Obviuosly there is nothing that I can post here, for security reasons,
but having written a cuople of protection systems myself I can asure, That it
does happen. The prime examples are disk loaders for the Commodore 1541 disk
drive, whoich have been known to decryption routines that encode the original
decryption routine such that it then becomes an integral part of the loader.
functions that when called, push their own values onto the stack to
return code to somewhere else to a function that adjust the stack register,
code thats actually stored in the file allocation table.

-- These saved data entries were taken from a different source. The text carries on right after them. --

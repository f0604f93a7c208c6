//! Pointer input translation
//!
//! The host converts mouse and touch events into [`PointerEvent`]s with
//! canvas-relative coordinates (first touch point only) and feeds them here.

use crate::sim::{ClickOutcome, Game};

#[derive(Debug, Clone, Copy, PartialEq)]
pub enum PointerEvent {
    /// mousedown / touchstart
    Start { x: f32, y: f32 },
    /// mousemove / touchmove; only suppresses default scrolling
    Move { x: f32, y: f32 },
    /// mouseup / mouseleave / touchend / touchcancel
    End,
}

#[derive(Debug, Clone, Default)]
pub struct InputManager {
    pointer_down: bool,
}

impl InputManager {
    pub fn new() -> Self {
        Self::default()
    }

    pub fn is_pointer_down(&self) -> bool {
        self.pointer_down
    }

    /// Apply one event; returns what a press did
    pub fn handle(&mut self, game: &mut Game, event: PointerEvent) -> Option<ClickOutcome> {
        match event {
            PointerEvent::Start { x, y } => {
                self.pointer_down = true;
                Some(game.handle_click(x, y))
            }
            PointerEvent::Move { .. } => None,
            PointerEvent::End => {
                self.pointer_down = false;
                game.handle_release();
                None
            }
        }
    }
}

#[cfg(test)]
mod tests {
    use super::*;
    use crate::persistence::MemoryStorage;
    use crate::{Bounds, Tuning};

    fn game() -> Game {
        Game::new(
            3,
            Bounds::new(1000.0, 800.0),
            Tuning::default(),
            Box::new(MemoryStorage::new()),
            0.0,
        )
    }

    #[test]
    fn test_start_presses_end_releases() {
        let mut g = game();
        let mut input = InputManager::new();
        let handle = g.pump().handle_rect().center();

        let outcome = input.handle(&mut g, PointerEvent::Start { x: handle.x, y: handle.y });
        assert_eq!(outcome, Some(ClickOutcome::PressedPump));
        assert!(input.is_pointer_down());
        assert!(g.pump().is_pressing());

        assert_eq!(input.handle(&mut g, PointerEvent::Move { x: 0.0, y: 0.0 }), None);
        assert!(g.pump().is_pressing());

        input.handle(&mut g, PointerEvent::End);
        assert!(!input.is_pointer_down());
        assert!(!g.pump().is_pressing());
    }

    #[test]
    fn test_empty_sky_click_is_ignored() {
        let mut g = game();
        let mut input = InputManager::new();
        // Top-center is clear of the back button, birds start lower
        let outcome = input.handle(&mut g, PointerEvent::Start { x: 500.0, y: 10.0 });
        assert_eq!(outcome, Some(ClickOutcome::Ignored));
    }
}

Don't beleive me?? Try hacking some disk games written for the C64
and you'll see exactly what I mean!
--
..!mcsun!slxsys!cdh || c...@specialix.co.uk
Disclaimer:- I didn't write this: It does not represent my own opinions,
those of my employer, anyone I know or anyone that knows me!
#include <[.signature of your choice]>
> What is the hairiest, most beautiful or most awful piece of self modifying
> code that you've come accross?
OK you've opened the floodgate. Here is my favorite hack of all times:
A freelist that you searched by executing it. It was a system I built
while working on my Ph.D. in the early 1960s. In those days, storage
allocation and garbage collection was primitive and there was no
literature. Everyone had to reinvent everyything for themselves. I was
using an IBM 7040. 36 bit words divided into 3 bit op code, 15 bit
"decrement" field, 3 bit "tag", and 15 bit address.* My blocks of
free storage were minimum two words long and the top two words were
arranged thus:
First word: Decrement: size of this block
Address: address of next free block
Second word: Address: address to go to when a block of proper size was found
However, the first word was not just data, it was a form of index test
and branch instruction. Executed, it would test its decrement field
against the index register identified by the tag and, if <=, fall
through to the next instruction, otherwise jump to the Address. The
second word was a subroutine transfer which had the effect of putting
its own address into a specified register and transferring to the given
address.
So, to search the free list, you put the size of block you needed into a
selected index register and then jumped to the top of the first block on
the free list. Each block would test its own size against the size
needed and either skip to the succeeding block if too small or jump to a
"got it" address (sticking its own address into a second register) if big
enough. If you fell out of the bottom of the list, the final address
was the start of the garbage collection routine.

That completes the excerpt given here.